EXERCISE.
Would you please return the line containing "pub struct Desugared" and all the lines after it through the end of the records below, unchanged and on their own?

Stored items:

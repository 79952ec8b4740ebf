use dl_ast::{Module, Program, Script, SourceType};
use swc_common::{
    comments::{Comments, SingleThreadedComments},
    sync::Lrc,
    FileName, SourceFile, SourceMap,
};
use swc_ecma_ast::EsVersion;
use swc_ecma_parser::{EsSyntax, PResult, Syntax};
use tracing::debug;

use crate::ParseError;

/// Result of parsing a source file into a fresh source map.
pub struct ParseResult {
    pub program: Program,
    pub comments: SingleThreadedComments,
    pub source_map: Lrc<SourceMap>,
}

/// Parse a JavaScript source string into a new source map.
///
/// `filename` is the source identity recorded for every span of the
/// program; it is what a generated source map lists under `sources`.
pub fn parse(
    source: &str,
    filename: &str,
    source_type: SourceType,
) -> Result<ParseResult, ParseError> {
    let source_map: Lrc<SourceMap> = Default::default();
    let comments = SingleThreadedComments::default();

    let program = parse_into(&source_map, source, filename, source_type, Some(&comments))?;

    Ok(ParseResult {
        program,
        comments,
        source_map,
    })
}

/// Parse a JavaScript source string as a new file of an existing source map.
///
/// Spans of the returned program point into the new file, so programs
/// parsed into the same source map can be combined and still map back to
/// their own sources.
pub fn parse_into(
    source_map: &Lrc<SourceMap>,
    source: &str,
    filename: &str,
    source_type: SourceType,
    comments: Option<&dyn Comments>,
) -> Result<Program, ParseError> {
    let program = match source_type {
        SourceType::Script => {
            Program::Script(parse_script_into(source_map, source, filename, comments)?)
        }
        SourceType::Module => {
            Program::Module(parse_module_into(source_map, source, filename, comments)?)
        }
        SourceType::Auto => with_parser(source_map, source, filename, |fm, errors| {
            swc_ecma_parser::parse_file_as_program(fm, syntax(), EsVersion::latest(), comments, errors)
        })?,
    };

    debug!(
        file = filename,
        %source_type,
        module = program.is_module(),
        "parsed"
    );

    Ok(program)
}

/// Parse with the script goal.
pub fn parse_script_into(
    source_map: &Lrc<SourceMap>,
    source: &str,
    filename: &str,
    comments: Option<&dyn Comments>,
) -> Result<Script, ParseError> {
    with_parser(source_map, source, filename, |fm, errors| {
        swc_ecma_parser::parse_file_as_script(fm, syntax(), EsVersion::latest(), comments, errors)
    })
}

/// Parse with the module goal.
pub fn parse_module_into(
    source_map: &Lrc<SourceMap>,
    source: &str,
    filename: &str,
    comments: Option<&dyn Comments>,
) -> Result<Module, ParseError> {
    with_parser(source_map, source, filename, |fm, errors| {
        swc_ecma_parser::parse_file_as_module(fm, syntax(), EsVersion::latest(), comments, errors)
    })
}

fn syntax() -> Syntax {
    Syntax::Es(EsSyntax::default())
}

fn with_parser<T>(
    source_map: &Lrc<SourceMap>,
    source: &str,
    filename: &str,
    parse_file: impl FnOnce(&SourceFile, &mut Vec<swc_ecma_parser::error::Error>) -> PResult<T>,
) -> Result<T, ParseError> {
    let source_file = source_map.new_source_file(
        Lrc::new(FileName::Custom(filename.to_string())),
        source.to_string(),
    );

    let mut recovered = vec![];
    let parsed = parse_file(&source_file, &mut recovered)
        .map_err(|e| ParseError::from_swc(source_map, filename, e))?;

    // The parser recovers from some early errors; treat them as fatal.
    if let Some(e) = recovered.into_iter().next() {
        return Err(ParseError::from_swc(source_map, filename, e));
    }

    Ok(parsed)
}

#[cfg(test)]
mod tests {
    use super::*;
    use swc_common::Spanned;

    #[test]
    fn parses_script_goal() {
        let parsed = parse("var a = 1; a++;", "a.js", SourceType::Script).unwrap();
        match parsed.program {
            Program::Script(s) => assert_eq!(s.body.len(), 2),
            Program::Module(_) => panic!("expected a script"),
        }
    }

    #[test]
    fn auto_detects_modules() {
        let parsed = parse("export const a = 1;", "a.js", SourceType::Auto).unwrap();
        assert!(parsed.program.is_module());
    }

    #[test]
    fn spans_resolve_to_their_file() {
        let cm: Lrc<SourceMap> = Default::default();
        let first = parse_script_into(&cm, "first();", "first.js", None).unwrap();
        let second = parse_module_into(&cm, "second();", "second.js", None).unwrap();

        assert_eq!(cm.span_to_filename(first.body[0].span()).to_string(), "first.js");
        assert_eq!(cm.span_to_filename(second.body[0].span()).to_string(), "second.js");
    }

    #[test]
    fn syntax_errors_carry_location() {
        let err = match parse("var x = 1;\nfunction helper(", "broken.js", SourceType::Script) {
            Err(e) => e,
            Ok(_) => panic!("expected a parse error"),
        };
        assert_eq!(err.file, "broken.js");
        assert_eq!(err.line, 2);
        assert!(!err.message.is_empty());
        assert!(err.to_string().starts_with("broken.js:2:"));
    }

    #[test]
    fn module_syntax_is_rejected_in_scripts() {
        assert!(parse("export default 1;", "a.js", SourceType::Script).is_err());
    }
}
//! Tracing setup for the CLI.
//!
//! The filter comes from `DOWNLEVEL_LOG`, falling back to `RUST_LOG`, with
//! the usual `RUST_LOG` syntax (`debug`, `dl_desugar=trace`, ...). Without
//! either, `-v` picks the level: none → warn, `-v` → info, `-vv` → debug,
//! `-vvv` → trace. Output goes to stderr so it never mixes with emitted code.

use tracing_subscriber::EnvFilter;

fn build_filter(verbose: u8) -> EnvFilter {
    if let Ok(val) = std::env::var("DOWNLEVEL_LOG") {
        return EnvFilter::builder().parse_lossy(val);
    }
    if std::env::var("RUST_LOG").is_ok() {
        return EnvFilter::from_default_env();
    }
    EnvFilter::new(default_level(verbose))
}

fn default_level(verbose: u8) -> &'static str {
    match verbose {
        0 => "warn",
        1 => "info",
        2 => "debug",
        _ => "trace",
    }
}

pub fn init_tracing(verbose: u8) {
    tracing_subscriber::fmt()
        .with_env_filter(build_filter(verbose))
        .with_writer(std::io::stderr)
        .with_target(false)
        .init();
}

#[cfg(test)]
mod tests {
    use super::*;

    #[test]
    fn verbosity_raises_the_default_level() {
        assert_eq!(default_level(0), "warn");
        assert_eq!(default_level(1), "info");
        assert_eq!(default_level(2), "debug");
        assert_eq!(default_level(7), "trace");
    }
}
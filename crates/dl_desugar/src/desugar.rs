//! Top-level desugaring entry point.
//!
//! Runs the enabled passes over a parsed program and then, if requested
//! (or by default when a generator was rewritten), splices the runtime in
//! front of the result.

use dl_ast::{Options, Program};
use dl_parser::ParseError;
use swc_common::{sync::Lrc, SourceMap};
use tracing::debug;

use crate::{inject, Pipeline, PipelineReport, Runtime};

/// A desugared program and what was done to it.
#[derive(Debug, Clone)]
pub struct Desugared {
    pub program: Program,
    pub report: PipelineReport,
    /// Number of runtime statements spliced in (0 if none).
    pub runtime_statements: usize,
}

/// Desugar `program` according to `options`.
///
/// `source_map` must be the source map `program` was parsed into; the
/// runtime is registered there as its own file.
pub fn desugar_program(
    mut program: Program,
    source_map: &Lrc<SourceMap>,
    options: &Options,
    runtime: &Runtime,
) -> Result<Desugared, ParseError> {
    let pipeline = Pipeline::from_options(options);
    let report = pipeline.run(&mut program);

    let include_runtime = options.include_runtime(report.generators_rewritten());
    debug!(
        passes = ?pipeline.pass_names(),
        include_runtime,
        empty_runtime = runtime.is_empty(),
        "desugared program"
    );

    let runtime_statements = if include_runtime {
        inject(runtime, source_map, &mut program)?
    } else {
        0
    };

    Ok(Desugared {
        program,
        report,
        runtime_statements,
    })
}
pub mod arena;
pub mod entity;
pub mod geom;
pub mod grid;
pub mod physics;
pub mod player;
pub mod tile;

YOUR SOLUTION.
pub struct Desugared {
    pub program: Program,
    pub report: PipelineReport,
    /// Number of runtime statements spliced in (0 if none).
    pub runtime_statements: usize,
}

/// Desugar `program` according to `options`.
///
/// `source_map` must be the source map `program` was parsed into; the
/// runtime is registered there as its own file.
pub fn desugar_program(
    mut program: Program,
    source_map: &Lrc<SourceMap>,
    options: &Options,
    runtime: &Runtime,
) -> Result<Desugared, ParseError> {
    let pipeline = Pipeline::from_options(options);
    let report = pipeline.run(&mut program);

    let include_runtime = options.include_runtime(report.generators_rewritten());
    debug!(
        passes = ?pipeline.pass_names(),
        include_runtime,
        empty_runtime = runtime.is_empty(),
        "desugared program"
    );

    let runtime_statements = if include_runtime {
        inject(runtime, source_map, &mut program)?
    } else {
        0
    };

    Ok(Desugared {
        program,
        report,
        runtime_statements,
    })
}
pub mod arena;
pub mod entity;
pub mod geom;
pub mod grid;
pub mod physics;
pub mod player;
pub mod tile;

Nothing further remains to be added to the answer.